EXERCISE MATERIAL
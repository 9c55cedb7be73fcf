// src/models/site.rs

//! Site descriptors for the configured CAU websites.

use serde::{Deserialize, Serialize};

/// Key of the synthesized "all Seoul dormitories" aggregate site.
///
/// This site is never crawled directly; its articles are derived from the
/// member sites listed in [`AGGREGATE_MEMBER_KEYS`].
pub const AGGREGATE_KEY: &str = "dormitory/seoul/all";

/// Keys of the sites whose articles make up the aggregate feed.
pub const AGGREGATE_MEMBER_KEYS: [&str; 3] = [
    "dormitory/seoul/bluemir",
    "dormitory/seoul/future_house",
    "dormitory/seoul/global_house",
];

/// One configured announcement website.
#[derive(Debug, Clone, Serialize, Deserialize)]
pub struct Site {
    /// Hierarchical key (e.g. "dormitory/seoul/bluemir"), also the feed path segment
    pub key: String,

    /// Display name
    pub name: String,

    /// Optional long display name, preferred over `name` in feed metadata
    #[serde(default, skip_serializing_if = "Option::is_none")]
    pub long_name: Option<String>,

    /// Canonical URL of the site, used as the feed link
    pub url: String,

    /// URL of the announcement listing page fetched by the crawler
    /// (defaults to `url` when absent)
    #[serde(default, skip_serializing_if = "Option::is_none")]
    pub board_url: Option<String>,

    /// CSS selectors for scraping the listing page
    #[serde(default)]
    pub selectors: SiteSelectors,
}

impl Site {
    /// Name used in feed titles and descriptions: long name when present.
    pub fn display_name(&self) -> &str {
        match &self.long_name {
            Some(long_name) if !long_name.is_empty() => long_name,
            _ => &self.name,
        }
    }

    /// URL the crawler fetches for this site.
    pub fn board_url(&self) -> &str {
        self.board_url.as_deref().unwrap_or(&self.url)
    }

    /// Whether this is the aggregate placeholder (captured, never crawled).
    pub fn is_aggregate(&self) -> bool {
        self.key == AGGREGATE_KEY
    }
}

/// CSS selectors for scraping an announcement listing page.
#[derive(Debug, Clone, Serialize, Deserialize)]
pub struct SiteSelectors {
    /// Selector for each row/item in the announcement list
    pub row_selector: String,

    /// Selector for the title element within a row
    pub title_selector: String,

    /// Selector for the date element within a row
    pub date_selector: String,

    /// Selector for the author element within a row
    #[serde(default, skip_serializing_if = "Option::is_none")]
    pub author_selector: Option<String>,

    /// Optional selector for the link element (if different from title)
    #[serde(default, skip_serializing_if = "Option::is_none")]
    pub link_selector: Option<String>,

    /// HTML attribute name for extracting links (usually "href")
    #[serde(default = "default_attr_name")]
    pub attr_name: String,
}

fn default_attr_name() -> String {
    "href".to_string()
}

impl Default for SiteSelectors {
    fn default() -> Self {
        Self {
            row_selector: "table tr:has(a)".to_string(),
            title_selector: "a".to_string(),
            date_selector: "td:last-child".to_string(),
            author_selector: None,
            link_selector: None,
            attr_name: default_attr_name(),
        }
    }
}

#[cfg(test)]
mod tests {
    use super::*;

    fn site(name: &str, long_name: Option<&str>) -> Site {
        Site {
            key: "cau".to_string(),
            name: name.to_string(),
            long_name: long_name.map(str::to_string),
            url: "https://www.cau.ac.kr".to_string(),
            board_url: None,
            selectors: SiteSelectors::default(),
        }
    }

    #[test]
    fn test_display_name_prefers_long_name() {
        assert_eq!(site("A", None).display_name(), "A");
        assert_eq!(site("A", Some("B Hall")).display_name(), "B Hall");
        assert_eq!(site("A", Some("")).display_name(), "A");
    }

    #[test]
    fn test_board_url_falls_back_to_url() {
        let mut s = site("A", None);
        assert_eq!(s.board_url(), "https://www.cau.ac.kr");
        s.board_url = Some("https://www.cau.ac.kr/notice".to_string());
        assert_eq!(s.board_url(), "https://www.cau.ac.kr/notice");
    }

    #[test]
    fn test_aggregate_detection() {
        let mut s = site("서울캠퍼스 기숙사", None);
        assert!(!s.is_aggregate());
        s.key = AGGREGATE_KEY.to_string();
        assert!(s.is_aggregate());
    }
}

WHAT TO DO
Go through the data above and transcribe every entry exactly.

YOUR RESPONSE
repository 9c55cedb7be73fcf
// src/models/site.rs

//! Site descriptors for the configured CAU websites.

use serde::{Deserialize, Serialize};

/// Key of the synthesized "all Seoul dormitories" aggregate site.
///
/// This site is never crawled directly; its articles are derived from the
/// member sites listed in [`AGGREGATE_MEMBER_KEYS`].
pub const AGGREGATE_KEY: &str = "dormitory/seoul/all";

/// Keys of the sites whose articles make up the aggregate feed.
pub const AGGREGATE_MEMBER_KEYS: [&str; 3] = [
    "dormitory/seoul/bluemir",
    "dormitory/seoul/future_house",
    "dormitory/seoul/global_house",
];

/// One configured announcement website.
#[derive(Debug, Clone, Serialize, Deserialize)]
pub struct Site {
    /// Hierarchical key (e.g. "dormitory/seoul/bluemir"), also the feed path segment
    pub key: String,

    /// Display name
    pub name: String,

    /// Optional long display name, preferred over `name` in feed metadata
    #[serde(default, skip_serializing_if = "Option::is_none")]
    pub long_name: Option<String>,

    /// Canonical URL of the site, used as the feed link
    pub url: String,

    /// URL of the announcement listing page fetched by the crawler
    /// (defaults to `url` when absent)
    #[serde(default, skip_serializing_if = "Option::is_none")]
    pub board_url: Option<String>,

    /// CSS selectors for scraping the listing page
    #[serde(default)]
    pub selectors: SiteSelectors,
}

impl Site {
    /// Name used in feed titles and descriptions: long name when present.
    pub fn display_name(&self) -> &str {
        match &self.long_name {
            Some(long_name) if !long_name.is_empty() => long_name,
            _ => &self.name,
        }
    }

    /// URL the crawler fetches for this site.
    pub fn board_url(&self) -> &str {
        self.board_url.as_deref().unwrap_or(&self.url)
    }

    /// Whether this is the aggregate placeholder (captured, never crawled).
    pub fn is_aggregate(&self) -> bool {
        self.key == AGGREGATE_KEY
    }
}

/// CSS selectors for scraping an announcement listing page.
#[derive(Debug, Clone, Serialize, Deserialize)]
pub struct SiteSelectors {
    /// Selector for each row/item in the announcement list
    pub row_selector: String,

    /// Selector for the title element within a row
    pub title_selector: String,

    /// Selector for the date element within a row
    pub date_selector: String,

    /// Selector for the author element within a row
    #[serde(default, skip_serializing_if = "Option::is_none")]
    pub author_selector: Option<String>,

    /// Optional selector for the link element (if different from title)
    #[serde(default, skip_serializing_if = "Option::is_none")]
    pub link_selector: Option<String>,

    /// HTML attribute name for extracting links (usually "href")
    #[serde(default = "default_attr_name")]
    pub attr_name: String,
}

fn default_attr_name() -> String {
    "href".to_string()
}

impl Default for SiteSelectors {
    fn default() -> Self {
        Self {
            row_selector: "table tr:has(a)".to_string(),
            title_selector: "a".to_string(),
            date_selector: "td:last-child".to_string(),
            author_selector: None,
            link_selector: None,
            attr_name: default_attr_name(),
        }
    }
}

#[cfg(test)]
mod tests {
    use super::*;

    fn site(name: &str, long_name: Option<&str>) -> Site {
        Site {
            key: "cau".to_string(),
            name: name.to_string(),
            long_name: long_name.map(str::to_string),
            url: "https://www.cau.ac.kr".to_string(),
            board_url: None,
            selectors: SiteSelectors::default(),
        }
    }

    #[test]
    fn test_display_name_prefers_long_name() {
        assert_eq!(site("A", None).display_name(), "A");
        assert_eq!(site("A", Some("B Hall")).display_name(), "B Hall");
        assert_eq!(site("A", Some("")).display_name(), "A");
    }

    #[test]
    fn test_board_url_falls_back_to_url() {
        let mut s = site("A", None);
        assert_eq!(s.board_url(), "https://www.cau.ac.kr");
        s.board_url = Some("https://www.cau.ac.kr/notice".to_string());
        assert_eq!(s.board_url(), "https://www.cau.ac.kr/notice");
    }

    #[test]
    fn test_aggregate_detection() {
        let mut s = site("서울캠퍼스 기숙사", None);
        assert!(!s.is_aggregate());
        s.key = AGGREGATE_KEY.to_string();
        assert!(s.is_aggregate());
    }
}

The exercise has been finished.